Figure 12. WMF treatment ameliorates retinal pathology in EAU rats. (A) Representative H&E-stained retinal sections from the Sham, EAU, and EAU + WMF groups. (B) Quantification of histopathological scores. The EAU group showed significantly increased scores compared to the Sham group (***p < 0.001), which were markedly reduced by WMF treatment (*p < 0.05). No significant difference was observed between the Sham and EAU + WMF groups. Data are shown as box plots (n = 8).

The levels of inflammatory cytokines, including IL-6 and IL-10, in the rat spleen, lymph nodes, and eye tissues were measured by ELISA. IL-6 concentration were significantly elevated in the EAU group across all three tissues; this elevation was reversed after WMF treatment (Figure 13). In contrast, IL-10 concentration were higher in the EAU group compared to the control group and increased further following WMF treatment (Figure 13).
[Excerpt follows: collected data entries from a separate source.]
//! # error 模块说明
//!
//! ## 角色定位（Why）
//! - 集中定义时钟契约对外“返回”的错误：业务错误（周期函数失败、取消）与协议错误（陷阱关闭、等待超时）；
//! - 编程错误（负向推进、回拨已有定时器的时间、并发推进）不在此列，它们以 panic 形式立即终止调用方。
//!
//! ## 设计要求（What）
//! - 错误需要被保存一次、交给多个等待者，因此 [`ClockError`] 必须实现 `Clone`；
//! - 周期函数返回的任意错误以 `Arc<dyn Error>` 保留，`source()` 链完整可追溯。

use std::error::Error as StdError;
use std::sync::Arc;

use thiserror::Error;

/// 周期函数与外部回调使用的装箱错误类型。
pub type BoxError = Box<dyn StdError + Send + Sync + 'static>;

/// 时钟契约的统一错误域。
///
/// # 教案式说明
/// - **意图 (Why)**：`Waiter::wait`、`Trap::wait`、`Call::release_until` 等阻塞点都需要向调用方解释“为何结束”，
///   统一枚举让测试可以直接 `matches!` 断言具体原因。
/// - **契约 (What)**：
///   - 所有变体均为 `Send + Sync + Clone`，可安全跨线程广播；
///   - [`ClockError::TickerFunc`] 通过 `#[source]` 暴露原始错误。
/// - **设计权衡 (Trade-offs)**：使用 `Arc` 包裹外部错误，牺牲一次分配换取可克隆性。
#[derive(Clone, Debug, Error)]
pub enum ClockError {
    /// 取消令牌被显式取消。
    #[error("operation cancelled")]
    Cancelled,

    /// 带超时的取消令牌到期。
    #[error("deadline exceeded")]
    DeadlineExceeded,

    /// 等待中的陷阱已被关闭。
    #[error("trap closed")]
    TrapClosed,

    /// 周期函数返回错误，循环据此退出。
    #[error("ticker function failed: {0}")]
    TickerFunc(#[source] Arc<dyn StdError + Send + Sync + 'static>),
}

impl ClockError {
    /// 将周期函数返回的装箱错误包装为 [`ClockError::TickerFunc`]。
    pub fn ticker_func(err: BoxError) -> Self {
        ClockError::TickerFunc(Arc::from(err))
    }

    /// 判断错误是否源自取消令牌（显式取消或超时）。
    pub fn is_cancellation(&self) -> bool {
        matches!(self, ClockError::Cancelled | ClockError::DeadlineExceeded)
    }
}
//! 调用拦截协议：测试登记陷阱，匹配的时钟调用在生效前阻塞，直到测试显式放行。
//!
//! # 教案式说明
//! - **意图 (Why)**：仅推进时间无法消除“后台任务尚未登记定时器”这类竞态；陷阱把任意一次时钟调用变成
//!   测试可等待、可放行的检查点。
//! - **协议 (How)**：
//!   1. 调用方在持有时钟锁时收集匹配的陷阱（函数相同，且陷阱标签是调用标签的子集）；
//!   2. 释放时钟锁，把同一个调用投递给每个匹配的陷阱，并阻塞在计数闩上，直到每个陷阱各放行一次；
//!   3. 重新加锁执行调用本身，结束时触发完成信号，`release` 才返回。
//! - **契约 (What)**：
//!   - 陷阱关闭后，新到达与尚未取走的调用自动放行，不会因为测试提前结束而挂起；
//!   - 已关闭陷阱的 `wait` 返回 [`ClockError::TrapClosed`]。

use std::collections::VecDeque;
use std::fmt;
use std::sync::atomic::{AtomicBool, Ordering};
use std::sync::{Arc, Weak};

use chrono::{DateTime, TimeDelta, Utc};
use parking_lot::{Condvar, Mutex, MutexGuard};
use tracing::{debug, trace};

use super::{MockClock, MockInner, MockState};
use crate::cancellation::Cancellation;
use crate::error::ClockError;
use crate::sync::{Countdown, Signal};

/// 可被拦截的时钟函数。
#[derive(Clone, Copy, Debug, PartialEq, Eq, Hash)]
pub enum ClockFunction {
    NewTimer,
    TimerStop,
    TimerReset,
    NewTicker,
    TickerStop,
    TickerReset,
    TickerFunc,
    TickerFuncWait,
    AfterFunc,
    Now,
    Since,
    Until,
}

impl ClockFunction {
    pub fn as_str(&self) -> &'static str {
        match self {
            Self::NewTimer => "NewTimer",
            Self::TimerStop => "TimerStop",
            Self::TimerReset => "TimerReset",
            Self::NewTicker => "NewTicker",
            Self::TickerStop => "TickerStop",
            Self::TickerReset => "TickerReset",
            Self::TickerFunc => "TickerFunc",
            Self::TickerFuncWait => "TickerFuncWait",
            Self::AfterFunc => "AfterFunc",
            Self::Now => "Now",
            Self::Since => "Since",
            Self::Until => "Until",
        }
    }
}

impl fmt::Display for ClockFunction {
    fn fmt(&self, f: &mut fmt::Formatter<'_>) -> fmt::Result {
        f.write_str(self.as_str())
    }
}

/// 一次时钟调用的参数快照。
#[derive(Clone, Debug)]
pub(crate) struct CallRecord {
    function: ClockFunction,
    tags: Vec<String>,
    duration: Option<TimeDelta>,
    time: Option<DateTime<Utc>>,
}

impl CallRecord {
    pub(crate) fn new(function: ClockFunction, tags: &[&str]) -> Self {
        Self {
            function,
            tags: tags.iter().map(|tag| (*tag).to_owned()).collect(),
            duration: None,
            time: None,
        }
    }

    pub(crate) fn with_duration(mut self, d: TimeDelta) -> Self {
        self.duration = Some(d);
        self
    }

    pub(crate) fn with_time(mut self, t: DateTime<Utc>) -> Self {
        self.time = Some(t);
        self
    }
}

#[derive(Debug)]
struct CallInner {
    record: CallRecord,
    gate: Countdown,
    done: Arc<Signal>,
}

/// 被拦截调用的完成守卫；析构时触发完成信号。
///
/// 调用方把它声明在时钟锁守卫之后，使其先于锁释放，`release` 返回时调用的效果已经可见。
#[must_use]
pub(crate) struct CallCompletion {
    call: Option<Arc<CallInner>>,
}

impl Drop for CallCompletion {
    fn drop(&mut self) {
        if let Some(call) = self.call.take() {
            call.done.fire();
        }
    }
}

pub(crate) struct TrapShared {
    function: ClockFunction,
    tags: Vec<String>,
    queue: Mutex<TrapQueue>,
    cond: Condvar,
}

#[derive(Default)]
struct TrapQueue {
    closed: bool,
    pending: VecDeque<Arc<CallInner>>,
}

impl TrapShared {
    fn matches(&self, record: &CallRecord) -> bool {
        self.function == record.function && self.tags.iter().all(|tag| record.tags.contains(tag))
    }

    /// 投递调用；陷阱已关闭时直接替它放行。
    fn deliver(&self, call: Arc<CallInner>) {
        let mut queue = self.queue.lock();
        if queue.closed {
            drop(queue);
            call.gate.count_down();
            return;
        }
        queue.pending.push_back(call);
        self.cond.notify_all();
    }

    fn shut(&self) -> Vec<Arc<CallInner>> {
        let mut queue = self.queue.lock();
        queue.closed = true;
        self.cond.notify_all();
        queue.pending.drain(..).collect()
    }
}

impl MockClock {
    /// 拦截一次调用：无匹配陷阱时立即返回；否则在释放时钟锁的状态下阻塞，直到所有匹配的陷阱都放行。
    pub(crate) fn intercept(
        &self,
        state: &mut MutexGuard<'_, MockState>,
        record: CallRecord,
    ) -> CallCompletion {
        let traps: Vec<Arc<TrapShared>> = state
            .traps
            .iter()
            .filter(|trap| trap.matches(&record))
            .cloned()
            .collect();
        debug!(
            function = %record.function,
            tags = ?record.tags,
            traps = traps.len(),
            "mock clock call"
        );
        if traps.is_empty() {
            return CallCompletion { call: None };
        }

        let call = Arc::new(CallInner {
            record,
            gate: Countdown::new(traps.len()),
            done: Arc::new(Signal::new()),
        });
        MutexGuard::unlocked(state, || {
            for trap in &traps {
                trap.deliver(Arc::clone(&call));
            }
            call.gate.wait();
        });
        CallCompletion { call: Some(call) }
    }
}

/// 陷阱构造器，由 [`MockClock::trap`] 返回；每个方法登记一个针对对应函数的陷阱。
///
/// 传入的标签是过滤条件：只有携带全部这些标签的调用才会被拦截，空标签匹配该函数的所有调用。
pub struct Trapper<'a> {
    clock: &'a MockClock,
}

impl<'a> Trapper<'a> {
    pub(crate) fn new(clock: &'a MockClock) -> Self {
        Self { clock }
    }

    pub fn new_timer(&self, tags: &[&str]) -> Trap {
        self.register(ClockFunction::NewTimer, tags)
    }

    pub fn timer_stop(&self, tags: &[&str]) -> Trap {
        self.register(ClockFunction::TimerStop, tags)
    }

    pub fn timer_reset(&self, tags: &[&str]) -> Trap {
        self.register(ClockFunction::TimerReset, tags)
    }

    pub fn new_ticker(&self, tags: &[&str]) -> Trap {
        self.register(ClockFunction::NewTicker, tags)
    }

    pub fn ticker_stop(&self, tags: &[&str]) -> Trap {
        self.register(ClockFunction::TickerStop, tags)
    }

    pub fn ticker_reset(&self, tags: &[&str]) -> Trap {
        self.register(ClockFunction::TickerReset, tags)
    }

    pub fn ticker_func(&self, tags: &[&str]) -> Trap {
        self.register(ClockFunction::TickerFunc, tags)
    }

    pub fn ticker_func_wait(&self, tags: &[&str]) -> Trap {
        self.register(ClockFunction::TickerFuncWait, tags)
    }

    pub fn after_func(&self, tags: &[&str]) -> Trap {
        self.register(ClockFunction::AfterFunc, tags)
    }

    pub fn now(&self, tags: &[&str]) -> Trap {
        self.register(ClockFunction::Now, tags)
    }

    pub fn since(&self, tags: &[&str]) -> Trap {
        self.register(ClockFunction::Since, tags)
    }

    pub fn until(&self, tags: &[&str]) -> Trap {
        self.register(ClockFunction::Until, tags)
    }

    fn register(&self, function: ClockFunction, tags: &[&str]) -> Trap {
        let shared = Arc::new(TrapShared {
            function,
            tags: tags.iter().map(|tag| (*tag).to_owned()).collect(),
            queue: Mutex::new(TrapQueue::default()),
            cond: Condvar::new(),
        });
        self.clock.lock().traps.push(Arc::clone(&shared));
        trace!(function = %function, tags = ?tags, "trap registered");
        Trap {
            shared,
            clock: self.clock.downgrade(),
        }
    }
}

impl fmt::Debug for Trapper<'_> {
    fn fmt(&self, f: &mut fmt::Formatter<'_>) -> fmt::Result {
        f.debug_struct("Trapper").finish_non_exhaustive()
    }
}

/// 已登记的陷阱。丢弃即关闭。
pub struct Trap {
    shared: Arc<TrapShared>,
    clock: Weak<MockInner>,
}

impl Trap {
    /// 拦截的函数。
    pub fn function(&self) -> ClockFunction {
        self.shared.function
    }

    /// 取出下一个被拦截的调用，按到达顺序返回。
    ///
    /// # 错误
    /// - 陷阱已关闭：[`ClockError::TrapClosed`]；
    /// - `ctx` 先被取消：取消原因。
    pub fn wait(&self, ctx: &Cancellation) -> Result<Call, ClockError> {
        let waker = Arc::clone(&self.shared);
        let _registration = ctx.on_cancel(move || {
            let _guard = waker.queue.lock();
            waker.cond.notify_all();
        });
        let mut queue = self.shared.queue.lock();
        loop {
            if let Some(inner) = queue.pending.pop_front() {
                return Ok(Call::new(inner));
            }
            if queue.closed {
                return Err(ClockError::TrapClosed);
            }
            if let Some(cause) = ctx.cause() {
                return Err(cause);
            }
            self.shared.cond.wait(&mut queue);
        }
    }

    /// 与 [`wait`](Self::wait) 相同，失败时 panic。
    pub fn must_wait(&self, ctx: &Cancellation) -> Call {
        match self.wait(ctx) {
            Ok(call) => call,
            Err(err) => panic!("trap for {} did not capture a call: {err}", self.shared.function),
        }
    }

    /// 关闭陷阱：从时钟注销，并放行所有尚未取走的调用。可重复调用。
    pub fn close(&self) {
        if let Some(clock) = MockClock::upgrade(&self.clock) {
            clock
                .lock()
                .traps
                .retain(|trap| !Arc::ptr_eq(trap, &self.shared));
        }
        let pending = self.shared.shut();
        trace!(
            function = %self.shared.function,
            released = pending.len(),
            "trap closed"
        );
        for call in pending {
            call.gate.count_down();
        }
    }
}

impl Drop for Trap {
    fn drop(&mut self) {
        self.close();
    }
}

impl fmt::Debug for Trap {
    fn fmt(&self, f: &mut fmt::Formatter<'_>) -> fmt::Result {
        f.debug_struct("Trap")
            .field("function", &self.shared.function)
            .field("tags", &self.shared.tags)
            .finish_non_exhaustive()
    }
}

/// 被陷阱捕获的一次调用。
///
/// 调用方在 [`release`](Self::release) 之前保持阻塞。同一调用被多个陷阱捕获时，每个陷阱各自得到一个
/// `Call`，全部放行后调用才会继续。
///
/// 未放行就被丢弃的 `Call` 在析构时替测试放行，断言失败不会把调用方永久挂住。
#[derive(Debug)]
pub struct Call {
    pub function: ClockFunction,
    pub tags: Vec<String>,
    /// `NewTimer`、`AfterFunc`、`NewTicker`、`TickerFunc` 以及两种 `Reset` 的时长参数。
    pub duration: Option<TimeDelta>,
    /// `Since`、`Until` 的时间参数。
    pub time: Option<DateTime<Utc>>,
    inner: Arc<CallInner>,
    released: AtomicBool,
}

impl Call {
    fn new(inner: Arc<CallInner>) -> Self {
        let record = inner.record.clone();
        Self {
            function: record.function,
            tags: record.tags,
            duration: record.duration,
            time: record.time,
            inner,
            released: AtomicBool::new(false),
        }
    }

    /// 放行调用并阻塞直到调用执行完毕。
    pub fn release(&self) {
        self.open_gate();
        self.inner.done.wait();
    }

    /// 放行调用，等待其执行完毕或 `ctx` 取消。
    pub fn release_until(&self, ctx: &Cancellation) -> Result<(), ClockError> {
        self.open_gate();
        self.inner.done.wait_until(ctx)
    }

    /// 与 [`release_until`](Self::release_until) 相同，失败时 panic。
    pub fn must_release(&self, ctx: &Cancellation) {
        if let Err(err) = self.release_until(ctx) {
            panic!("{} call was released but did not complete: {err}", self.function);
        }
    }

    fn open_gate(&self) {
        if !self.released.swap(true, Ordering::AcqRel) {
            self.inner.gate.count_down();
        }
    }
}

impl Drop for Call {
    fn drop(&mut self) {
        self.open_gate();
    }
}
These findings suggest that WMF treatment modulates inflammatory responses by decreasing pro-inflammatory IL-6 levels while enhancing anti-inflammatory IL-10 levels.

Figure 13
Bar graphs showing IL-6 and IL-10 concentrations in lymph nodes, spleen, and eye tissue for Control, EAU, and WMF groups. Mean ± SD is depicted, with open circles for individual data. Significant differences are marked by asterisks, indicating statistical significance levels: * for p < 0.05, ** for p < 0.01, *** for p < 0.001, and **** for p < 0.0001.
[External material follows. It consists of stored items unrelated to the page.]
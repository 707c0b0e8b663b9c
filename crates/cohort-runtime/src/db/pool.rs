use std::sync::Arc;
use std::time::Duration;

use sqlx::postgres::{PgPool, PgPoolOptions};

use cohort_core::config::DatabaseConfig;
use cohort_core::error::{CohortError, Result};

/// Database connection wrapper providing connection pooling.
#[derive(Clone)]
pub struct Database {
    pool: Arc<PgPool>,
}

impl Database {
    /// Create a new database connection from configuration.
    pub async fn from_config(config: &DatabaseConfig) -> Result<Self> {
        if config.url.is_empty() {
            return Err(CohortError::Config(
                "database.url is not set (config file or DATABASE_URL)".to_string(),
            ));
        }

        let pool = Self::create_pool(&config.url, config.pool_size, config.pool_timeout_secs)
            .await
            .map_err(|e| CohortError::Database(format!("Failed to connect: {}", e)))?;

        Ok(Self::from_pool(pool))
    }

    /// Wrap an existing pool.
    pub fn from_pool(pool: PgPool) -> Self {
        Self {
            pool: Arc::new(pool),
        }
    }

    async fn create_pool(url: &str, size: u32, timeout_secs: u64) -> sqlx::Result<PgPool> {
        PgPoolOptions::new()
            .max_connections(size)
            .acquire_timeout(Duration::from_secs(timeout_secs))
            .connect(url)
            .await
    }

    /// Get the pool.
    pub fn pool(&self) -> &PgPool {
        &self.pool
    }

    /// Close all connections gracefully.
    pub async fn close(&self) {
        self.pool.close().await;
    }
}
mod agent;
mod heartbeat;
mod listener;
mod provider;
mod registry;

pub use agent::{MemberAgent, ProcessControl};
pub use heartbeat::HeartbeatLoop;
pub use listener::InvocationListener;
pub use provider::{encode_invocation, PgClusterProvider, MAX_NOTIFY_PAYLOAD};
pub use registry::MemberRegistry;
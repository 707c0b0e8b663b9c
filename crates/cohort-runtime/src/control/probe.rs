use std::sync::Arc;

use cohort_core::cluster::ClusterProvider;
use cohort_core::control::ProbeResult;
use cohort_core::error::Result;

/// One-shot view of membership size and service availability.
#[derive(Clone)]
pub struct MembershipProbe {
    provider: Arc<dyn ClusterProvider>,
}

impl MembershipProbe {
    pub fn new(provider: Arc<dyn ClusterProvider>) -> Self {
        Self { provider }
    }

    /// Count the current members.
    ///
    /// Provider faults are returned as-is and never retried here.
    pub async fn member_count(&self) -> Result<usize> {
        Ok(self.provider.members().await?.len())
    }

    /// Count members and check whether `service` resolves.
    ///
    /// A failed lookup means the service is not up yet, so it is reported as
    /// `service_found = false` instead of an error.
    pub async fn probe(&self, service: &str) -> Result<ProbeResult> {
        let member_count = self.member_count().await?;

        let service_found = match self.provider.resolve_service(service).await {
            Ok(_) => true,
            Err(e) => {
                tracing::debug!(service, "Service lookup failed: {}", e);
                false
            }
        };

        Ok(ProbeResult::new(member_count, service_found))
    }
}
Figure 13. WMF modulates IL-6 and IL-10 protein concentrations in EAU rats, as determined by ELISA. Protein concentrations of IL-6 and IL-10 were measured in homogenates of lymph node, spleen, and ocular tissues at the experimental endpoint. Data are presented as column bars representing the mean, with T-error bars indicating the standard error (n = 3 composite samples per group, each measured in triplicate). Statistical significance between groups is indicated directly on the graphs (*p < 0.05, **p < 0.01, ***p < 0.001).
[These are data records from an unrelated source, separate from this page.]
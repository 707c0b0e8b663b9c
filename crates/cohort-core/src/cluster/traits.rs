use std::future::Future;
use std::pin::Pin;

use uuid::Uuid;

use super::command::RemoteCommand;
use super::member::{MemberId, MemberInfo};
use crate::error::Result;

/// A resolved, reachable service.
#[derive(Debug, Clone, PartialEq, Eq)]
pub struct ServiceHandle {
    /// Service name.
    pub name: String,
    /// Live members currently advertising the service.
    pub members: Vec<MemberId>,
}

impl ServiceHandle {
    pub fn new(name: impl Into<String>, members: Vec<MemberId>) -> Self {
        Self {
            name: name.into(),
            members,
        }
    }
}

/// Access to a running cluster.
///
/// Coordinator components hold this as `Arc<dyn ClusterProvider>` so that a
/// real cluster and a test double are interchangeable.
pub trait ClusterProvider: Send + Sync {
    /// The member this process joined as.
    fn local_member(&self) -> &MemberInfo;

    /// Enumerate the current live members, including the local one.
    fn members(&self) -> Pin<Box<dyn Future<Output = Result<Vec<MemberInfo>>> + Send + '_>>;

    /// Look up a service by name.
    ///
    /// A service nobody advertises yields `CohortError::ServiceNotFound`.
    fn resolve_service<'a>(
        &'a self,
        name: &'a str,
    ) -> Pin<Box<dyn Future<Output = Result<ServiceHandle>> + Send + 'a>>;

    /// Send `command` to `targets` through `service` in one call.
    ///
    /// Returns the invocation id once the transport accepted the send. Nothing
    /// is known about remote execution.
    fn broadcast<'a>(
        &'a self,
        service: &'a ServiceHandle,
        command: &'a RemoteCommand,
        targets: &'a [MemberId],
    ) -> Pin<Box<dyn Future<Output = Result<Uuid>> + Send + 'a>>;

    /// Leave the cluster and release the connection. Safe to call twice.
    fn shutdown(&self) -> Pin<Box<dyn Future<Output = ()> + Send + '_>>;
}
Furthermore, RT-qPCR analysis showed that IL-6 expression was elevated in the lymph nodes, spleen, and eye samples of EAU model rats but decreased after WMF treatment (Figure 14). Similarly, IL-10 expression, which was increased in the EAU group, was further upregulated by WMF treatment (Figure 14). Western blot analysis corroborated these results, showing increased IL-6 expression in the lymph nodes of EAU rats that decreased in eye tissues following WMF treatment (Figure 15). IL-10 levels, elevated in the EAU group, were further increased by WMF treatment (Figure 15). Overall, these results indicated that WMF alleviated pathological changes and modulates the inflammatory response in EAU rats.

Figure 14
Bar graphs showing mRNA levels of IL-6 and IL-10 with relative signal intensity for lymph nodes, spleen, and eye tissue across control, EAU, and WMF groups. Statistical significance is indicated with stars, showing p-values. Bars represent mean ± SD with individual data points marked.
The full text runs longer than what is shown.